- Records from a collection
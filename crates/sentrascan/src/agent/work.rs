use std::collections::HashMap;

use serde::{Deserialize, Serialize};

use crate::detect::DetectedEntity;

/// How broadly a file is accessible, as reported by the source adapter.
#[derive(Debug, Clone, Copy, PartialEq, Eq, Hash, Serialize, Deserialize)]
#[serde(rename_all = "SCREAMING_SNAKE_CASE")]
pub enum ExposureLevel {
    Private,
    Internal,
    OrgWide,
    Public,
}

impl ExposureLevel {
    /// Parses adapter-provided strings; unknown values map to `None` and are
    /// treated as private downstream.
    pub fn parse(value: &str) -> Option<Self> {
        match value.to_ascii_uppercase().as_str() {
            "PRIVATE" => Some(ExposureLevel::Private),
            "INTERNAL" => Some(ExposureLevel::Internal),
            "ORG_WIDE" => Some(ExposureLevel::OrgWide),
            "PUBLIC" => Some(ExposureLevel::Public),
            _ => None,
        }
    }

    pub fn as_str(&self) -> &'static str {
        match self {
            ExposureLevel::Private => "PRIVATE",
            ExposureLevel::Internal => "INTERNAL",
            ExposureLevel::OrgWide => "ORG_WIDE",
            ExposureLevel::Public => "PUBLIC",
        }
    }
}

impl std::fmt::Display for ExposureLevel {
    fn fmt(&self, f: &mut std::fmt::Formatter<'_>) -> std::fmt::Result {
        f.write_str(self.as_str())
    }
}

/// Adapter-provided context attached to a work item at submission time.
///
/// Read-only once attached; agents carry it through untouched so the
/// collector can score and persist without re-querying the adapter.
#[derive(Debug, Clone, Default, Serialize, Deserialize)]
pub struct WorkMetadata {
    pub exposure: Option<ExposureLevel>,
    pub owner: Option<String>,
    pub adapter: Option<String>,
    pub item_id: Option<String>,
    pub content_hash: Option<String>,
}

/// One chunk of extractable text submitted for classification.
///
/// Created by the extraction stage, consumed exactly once by exactly one
/// agent, never mutated after creation.
#[derive(Debug, Clone)]
pub struct WorkItem {
    /// Unique per chunk: `<file_path>:<chunk_index>`.
    pub id: String,
    pub file_path: String,
    pub text: String,
    pub chunk_index: usize,
    /// Fixed at submission time; the aggregator waits for exactly this many
    /// chunk results.
    pub total_chunks: usize,
    pub metadata: WorkMetadata,
}

impl WorkItem {
    pub fn new(
        file_path: impl Into<String>,
        text: impl Into<String>,
        chunk_index: usize,
        total_chunks: usize,
        metadata: WorkMetadata,
    ) -> Self {
        let file_path = file_path.into();
        Self {
            id: format!("{file_path}:{chunk_index}"),
            file_path,
            text: text.into(),
            chunk_index,
            total_chunks,
            metadata,
        }
    }
}

/// One chunk's classification outcome.
#[derive(Debug, Clone)]
pub struct AgentResult {
    pub file_path: String,
    pub chunk_index: usize,
    pub entities: Vec<DetectedEntity>,
    /// Wall time the agent spent on this chunk.
    pub processing_ms: f64,
    /// Non-`None` means the chunk failed but still counts toward completion.
    pub error: Option<String>,
}

impl AgentResult {
    pub fn failed(item: &WorkItem, error: impl Into<String>, processing_ms: f64) -> Self {
        Self {
            file_path: item.file_path.clone(),
            chunk_index: item.chunk_index,
            entities: Vec::new(),
            processing_ms,
            error: Some(error.into()),
        }
    }
}

/// Aggregated result for a complete file, built once all expected chunks
/// have arrived.
#[derive(Debug, Clone, Serialize)]
pub struct FileResult {
    pub file_path: String,
    pub entity_counts: HashMap<String, usize>,
    pub total_entities: usize,
    pub total_processing_ms: f64,
    /// Number of chunk results actually received.
    pub chunk_count: usize,
    pub errors: Vec<String>,
}

impl FileResult {
    /// Folds a file's chunk results into one file-level outcome.
    ///
    /// Commutative count/sum: arrival order of chunks does not matter.
    pub fn aggregate(file_path: impl Into<String>, chunks: &[AgentResult]) -> Self {
        let mut entity_counts: HashMap<String, usize> = HashMap::new();
        let mut total_processing_ms = 0.0;
        let mut errors = Vec::new();

        for chunk in chunks {
            total_processing_ms += chunk.processing_ms;
            if let Some(err) = &chunk.error {
                errors.push(format!("Chunk {}: {}", chunk.chunk_index, err));
            }
            for entity in &chunk.entities {
                *entity_counts.entry(entity.entity_type.clone()).or_insert(0) += 1;
            }
        }

        let total_entities = entity_counts.values().sum();

        Self {
            file_path: file_path.into(),
            entity_counts,
            total_entities,
            total_processing_ms,
            chunk_count: chunks.len(),
            errors,
        }
    }

    pub fn has_errors(&self) -> bool {
        !self.errors.is_empty()
    }
}

#[cfg(test)]
mod tests {
    use super::*;

    fn entity(entity_type: &str) -> DetectedEntity {
        DetectedEntity {
            entity_type: entity_type.to_string(),
            start: 0,
            end: 1,
            confidence: 0.9,
        }
    }

    fn chunk_result(path: &str, index: usize, entities: Vec<DetectedEntity>) -> AgentResult {
        AgentResult {
            file_path: path.to_string(),
            chunk_index: index,
            entities,
            processing_ms: 10.0,
            error: None,
        }
    }

    #[test]
    fn test_work_item_id_format() {
        let item = WorkItem::new("/data/report.txt", "text", 2, 5, WorkMetadata::default());
        assert_eq!(item.id, "/data/report.txt:2");
        assert_eq!(item.total_chunks, 5);
    }

    #[test]
    fn test_exposure_parse() {
        assert_eq!(ExposureLevel::parse("public"), Some(ExposureLevel::Public));
        assert_eq!(
            ExposureLevel::parse("ORG_WIDE"),
            Some(ExposureLevel::OrgWide)
        );
        assert_eq!(ExposureLevel::parse("sharedish"), None);
    }

    #[test]
    fn test_aggregate_sums_entities_and_time() {
        let chunks = vec![
            chunk_result("/f", 0, vec![entity("EMAIL"), entity("EMAIL")]),
            chunk_result("/f", 1, vec![entity("SSN")]),
        ];
        let result = FileResult::aggregate("/f", &chunks);
        assert_eq!(result.total_entities, 3);
        assert_eq!(result.entity_counts["EMAIL"], 2);
        assert_eq!(result.entity_counts["SSN"], 1);
        assert_eq!(result.chunk_count, 2);
        assert!((result.total_processing_ms - 20.0).abs() < f64::EPSILON);
        assert!(!result.has_errors());
    }

    #[test]
    fn test_aggregate_is_order_independent() {
        let mut chunks = vec![
            chunk_result("/f", 0, vec![entity("EMAIL")]),
            chunk_result("/f", 1, vec![entity("SSN")]),
            chunk_result("/f", 2, vec![entity("PHONE")]),
        ];
        let forward = FileResult::aggregate("/f", &chunks);
        chunks.reverse();
        let backward = FileResult::aggregate("/f", &chunks);
        assert_eq!(forward.entity_counts, backward.entity_counts);
        assert_eq!(forward.total_entities, backward.total_entities);
    }

    #[test]
    fn test_aggregate_collects_chunk_errors() {
        let item = WorkItem::new("/f", "", 0, 3, WorkMetadata::default());
        let chunks = vec![
            AgentResult::failed(&item, "engine exploded", 1.0),
            chunk_result("/f", 1, vec![entity("EMAIL")]),
        ];
        let result = FileResult::aggregate("/f", &chunks);
        assert_eq!(result.errors, vec!["Chunk 0: engine exploded"]);
        assert!(result.has_errors());
        assert_eq!(result.total_entities, 1);
        assert_eq!(result.chunk_count, 2);
    }
}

- Exercise requirements
Select every line of the records holding the string "backward".

- Output
        let backward = FileResult::aggregate("/f", &chunks);
        assert_eq!(forward.entity_counts, backward.entity_counts);
        assert_eq!(forward.total_entities, backward.total_entities);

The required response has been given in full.